To run Flecty, you need an XSLT processor compatible with XSLT 1.0 or 1.1 and eXSLT. Flecty works with Saxon 6.5.5 and requires the -u option (Names are URLs not filenames). It does not work with XSLTProc.

To avoid overloading Wiktionary’s servers, you will also need an offline Wiktionary of some kind. I’m currently investigating Kiwix and XOWA.

Installation

Clone the project, or click on Download Zip and unzip it to a directory of your choice.

Overview

Each category of words (adjectives, participles, etc.) in each language has a different inflectional paradigm, and therefore requires slightly different markup in the syntactic dictionary. Therefore, it’s easiest to mine each category of words in each language separately. That’s why each category of words in each language is stored in a different file.

Mining Wiktionary is a two-stage process: first, we get a list of all words in a particular category; second, we access each word in turn and get the inflectional morphology. The first step can be done fairly easily using the Wiktionary API. The second step is harder, however. Querying the API for a particular page gives the wiki markup for that page, rather than the HTML that is served to the web. Inflectional paradigms are stored in the wiki markup as wiki templates. And, as described above, each language has different templates for each category of words. It may well be possible to query the API for each inflectional template and build a complete paradigm for each word. However, I decided it would be easier to scrape the HTML source of the page for each word using offline copies of Wiktionary.

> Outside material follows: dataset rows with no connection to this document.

//! Minimal canonical DER reader and writer
//!
//! Only the handful of universal types the key containers need are supported:
//! INTEGER, BIT STRING, OCTET STRING, OBJECT IDENTIFIER and SEQUENCE. The reader
//! is strict: lengths must use the shortest form, integers must be minimally
//! encoded and indefinite lengths are rejected, so every value has exactly one
//! accepted encoding and re-encoding a parsed container reproduces its input.

pub(crate) const TAG_INTEGER: u8 = 0x02;
pub(crate) const TAG_BIT_STRING: u8 = 0x03;
pub(crate) const TAG_OCTET_STRING: u8 = 0x04;
pub(crate) const TAG_OID: u8 = 0x06;
pub(crate) const TAG_SEQUENCE: u8 = 0x30;

/// Longest length prefix we accept, in bytes following the `0x8N` marker
const MAX_LENGTH_OCTETS: usize = 4;

#[derive(Debug, Clone, PartialEq, Eq, thiserror::Error)]
pub(crate) enum DerError {
    #[error("unexpected end of input")]
    UnexpectedEnd,
    #[error("unexpected tag: expected 0x{expected:02x}, got 0x{actual:02x}")]
    UnexpectedTag { expected: u8, actual: u8 },
    #[error("high tag numbers are not supported")]
    UnsupportedTag,
    #[error("indefinite length is not allowed in DER")]
    IndefiniteLength,
    #[error("length is not minimally encoded")]
    NonCanonicalLength,
    #[error("length prefix longer than 4 octets")]
    LengthOverflow,
    #[error("integer is not minimally encoded")]
    NonCanonicalInteger,
    #[error("integer is negative or too large")]
    IntegerOutOfRange,
    #[error("malformed object identifier")]
    InvalidOid,
    #[error("malformed bit string")]
    InvalidBitString,
    #[error("{0} trailing bytes after value")]
    TrailingData(usize),
}

/// A single decoded TLV element
#[derive(Debug, Clone, Copy)]
pub(crate) struct Element<'a> {
    pub tag: u8,
    pub contents: &'a [u8],
    /// Complete encoding, header included
    pub raw: &'a [u8],
}

/// Cursor over a run of consecutive DER elements
#[derive(Debug)]
pub(crate) struct Reader<'a> {
    data: &'a [u8],
    pos: usize,
}

impl<'a> Reader<'a> {
    pub fn new(data: &'a [u8]) -> Self {
        Self { data, pos: 0 }
    }

    pub fn is_empty(&self) -> bool {
        self.pos >= self.data.len()
    }

    fn remaining(&self) -> usize {
        self.data.len().saturating_sub(self.pos)
    }

    fn next_byte(&mut self) -> Result<u8, DerError> {
        let byte = *self.data.get(self.pos).ok_or(DerError::UnexpectedEnd)?;
        self.pos += 1;
        Ok(byte)
    }

    fn read_length(&mut self) -> Result<usize, DerError> {
        let first = self.next_byte()?;
        if first < 0x80 {
            return Ok(first as usize);
        }
        if first == 0x80 {
            return Err(DerError::IndefiniteLength);
        }

        let octets = (first & 0x7f) as usize;
        if octets > MAX_LENGTH_OCTETS {
            return Err(DerError::LengthOverflow);
        }

        let mut length = 0usize;
        for i in 0..octets {
            let byte = self.next_byte()?;
            if i == 0 && byte == 0 {
                return Err(DerError::NonCanonicalLength);
            }
            length = (length << 8) | byte as usize;
        }
        if length < 0x80 {
            return Err(DerError::NonCanonicalLength);
        }
        Ok(length)
    }

    /// Read the next element whatever its tag
    pub fn read_any(&mut self) -> Result<Element<'a>, DerError> {
        let start = self.pos;
        let tag = self.next_byte()?;
        if tag & 0x1f == 0x1f {
            return Err(DerError::UnsupportedTag);
        }

        let length = self.read_length()?;
        if length > self.remaining() {
            return Err(DerError::UnexpectedEnd);
        }

        let contents = &self.data[self.pos..self.pos + length];
        self.pos += length;
        Ok(Element {
            tag,
            contents,
            raw: &self.data[start..self.pos],
        })
    }

    /// Read the next element and require it to carry `tag`
    pub fn read(&mut self, tag: u8) -> Result<&'a [u8], DerError> {
        let element = self.read_any()?;
        if element.tag != tag {
            return Err(DerError::UnexpectedTag {
                expected: tag,
                actual: element.tag,
            });
        }
        Ok(element.contents)
    }

    pub fn read_sequence(&mut self) -> Result<Reader<'a>, DerError> {
        self.read(TAG_SEQUENCE).map(Reader::new)
    }

    pub fn read_octet_string(&mut self) -> Result<&'a [u8], DerError> {
        self.read(TAG_OCTET_STRING)
    }

    /// Returns the unused-bits count and the bit string payload
    pub fn read_bit_string(&mut self) -> Result<(u8, &'a [u8]), DerError> {
        let contents = self.read(TAG_BIT_STRING)?;
        let (&unused, bits) = contents.split_first().ok_or(DerError::InvalidBitString)?;
        if unused > 7 || (unused > 0 && bits.is_empty()) {
            return Err(DerError::InvalidBitString);
        }
        Ok((unused, bits))
    }

    /// Read a non-negative INTEGER that fits in a `u64`
    pub fn read_uint(&mut self) -> Result<u64, DerError> {
        let contents = self.read(TAG_INTEGER)?;
        decode_uint(contents)
    }

    pub fn read_oid(&mut self) -> Result<Vec<u64>, DerError> {
        let contents = self.read(TAG_OID)?;
        decode_oid(contents)
    }

    /// Consume the reader, failing if anything is left over
    pub fn finish(self) -> Result<(), DerError> {
        match self.remaining() {
            0 => Ok(()),
            n => Err(DerError::TrailingData(n)),
        }
    }
}

fn decode_uint(contents: &[u8]) -> Result<u64, DerError> {
    match contents {
        [] => Err(DerError::NonCanonicalInteger),
        [0x00, next, ..] if next & 0x80 == 0 => Err(DerError::NonCanonicalInteger),
        [0xff, next, ..] if next & 0x80 != 0 => Err(DerError::NonCanonicalInteger),
        [first, ..] if first & 0x80 != 0 => Err(DerError::IntegerOutOfRange),
        _ => {
            let digits = match contents {
                [0x00, rest @ ..] => rest,
                _ => contents,
            };
            if digits.len() > 8 {
                return Err(DerError::IntegerOutOfRange);
            }
            Ok(digits.iter().fold(0u64, |acc, b| (acc << 8) | *b as u64))
        }
    }
}

fn decode_oid(contents: &[u8]) -> Result<Vec<u64>, DerError> {
    if contents.is_empty() {
        return Err(DerError::InvalidOid);
    }

    let mut subidentifiers = Vec::new();
    let mut value = 0u64;
    let mut in_progress = false;
    for &byte in contents {
        // leading 0x80 would be a non-minimal subidentifier
        if !in_progress && byte == 0x80 {
            return Err(DerError::InvalidOid);
        }
        if value > (u64::MAX >> 7) {
            return Err(DerError::InvalidOid);
        }
        value = (value << 7) | (byte & 0x7f) as u64;
        if byte & 0x80 == 0 {
            subidentifiers.push(value);
            value = 0;
            in_progress = false;
        } else {
            in_progress = true;
        }
    }
    if in_progress {
        return Err(DerError::InvalidOid);
    }

    let first = subidentifiers[0];
    let (a, b) = match first {
        0..=39 => (0, first),
        40..=79 => (1, first - 40),
        _ => (2, first - 80),
    };

    let mut arcs = Vec::with_capacity(subidentifiers.len() + 1);
    arcs.push(a);
    arcs.push(b);
    arcs.extend_from_slice(&subidentifiers[1..]);
    Ok(arcs)
}

/// Append a definite, minimal length prefix
fn write_length(length: usize, out: &mut Vec<u8>) {
    if length < 0x80 {
        out.push(length as u8);
        return;
    }
    let bytes = length.to_be_bytes();
    let skip = bytes.iter().take_while(|b| **b == 0).count();
    out.push(0x80 | (bytes.len() - skip) as u8);
    out.extend_from_slice(&bytes[skip..]);
}

/// Append a complete TLV to `out`
pub(crate) fn write_tlv(tag: u8, contents: &[u8], out: &mut Vec<u8>) {
    out.push(tag);
    write_length(contents.len(), out);
    out.extend_from_slice(contents);
}

pub(crate) fn encode_tlv(tag: u8, contents: &[u8]) -> Vec<u8> {
    let mut out = Vec::with_capacity(contents.len() + 6);
    write_tlv(tag, contents, &mut out);
    out
}

pub(crate) fn encode_uint(value: u64) -> Vec<u8> {
    let bytes = value.to_be_bytes();
    let skip = bytes
        .iter()
        .take_while(|b| **b == 0)
        .count()
        .min(bytes.len() - 1);
    let mut digits = Vec::with_capacity(9);
    if bytes[skip] & 0x80 != 0 {
        digits.push(0);
    }
    digits.extend_from_slice(&bytes[skip..]);
    encode_tlv(TAG_INTEGER, &digits)
}

/// Encode a bit string with zero unused bits
pub(crate) fn encode_bit_string(bits: &[u8]) -> Vec<u8> {
    let mut contents = Vec::with_capacity(bits.len() + 1);
    contents.push(0);
    contents.extend_from_slice(bits);
    encode_tlv(TAG_BIT_STRING, &contents)
}

/// Encode an object identifier. Callers guarantee at least two arcs with a
/// valid first pair; the registry only ever hands in well-formed constants.
pub(crate) fn encode_oid(arcs: &[u64]) -> Vec<u8> {
    let mut contents = Vec::with_capacity(arcs.len() + 2);
    // the combined first subidentifier can exceed u64 under arc 2
    let (first, rest) = match arcs {
        [a, b, rest @ ..] => (u128::from(*a) * 40 + u128::from(*b), rest),
        [a] => (u128::from(*a) * 40, &[][..]),
        [] => (0, &[][..]),
    };

    for arc in std::iter::once(first).chain(rest.iter().map(|&arc| u128::from(arc))) {
        let mut chunk = [0u8; 19];
        let mut i = chunk.len();
        let mut value = arc;
        loop {
            i -= 1;
            chunk[i] = (value & 0x7f) as u8;
            if i != chunk.len() - 1 {
                chunk[i] |= 0x80;
            }
            value >>= 7;
            if value == 0 {
                break;
            }
        }
        contents.extend_from_slice(&chunk[i..]);
    }
    encode_tlv(TAG_OID, &contents)
}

The HTML source is parsable as XHTML 5, i.e. it has fully closed tags. I use XSLT to scrape the HTML source for each Witionary entry, since the input is (effectively) XML and I’m transforming it to get XML output.

The English Wiktionary contains many thousands of words from other languages. However the Wiktionary for each particular language contains words in that language which the English Wiktionary doesn’t. So, when I’m creating the dictionary for a selected language, I mine the offline Wiktionary for that language.

Preparation

Before you can run Flecty to generate a new dictionary for a category of words in a particular language, you need to create two files:

  • An API call file.

  • A transformation file.

API Call File

This is an XML Java Properties file. (The choice of this format is not particularly significant; it’s just a handy, established XML format for storing key / value pairs.)

  • I’ve stored each of my API call files in the folder for their target language. I’ve named them using the convention und_call_cat.xml, where und is the ISO language code of the target language, and cat is an abbreviation representing the category of words to be mined.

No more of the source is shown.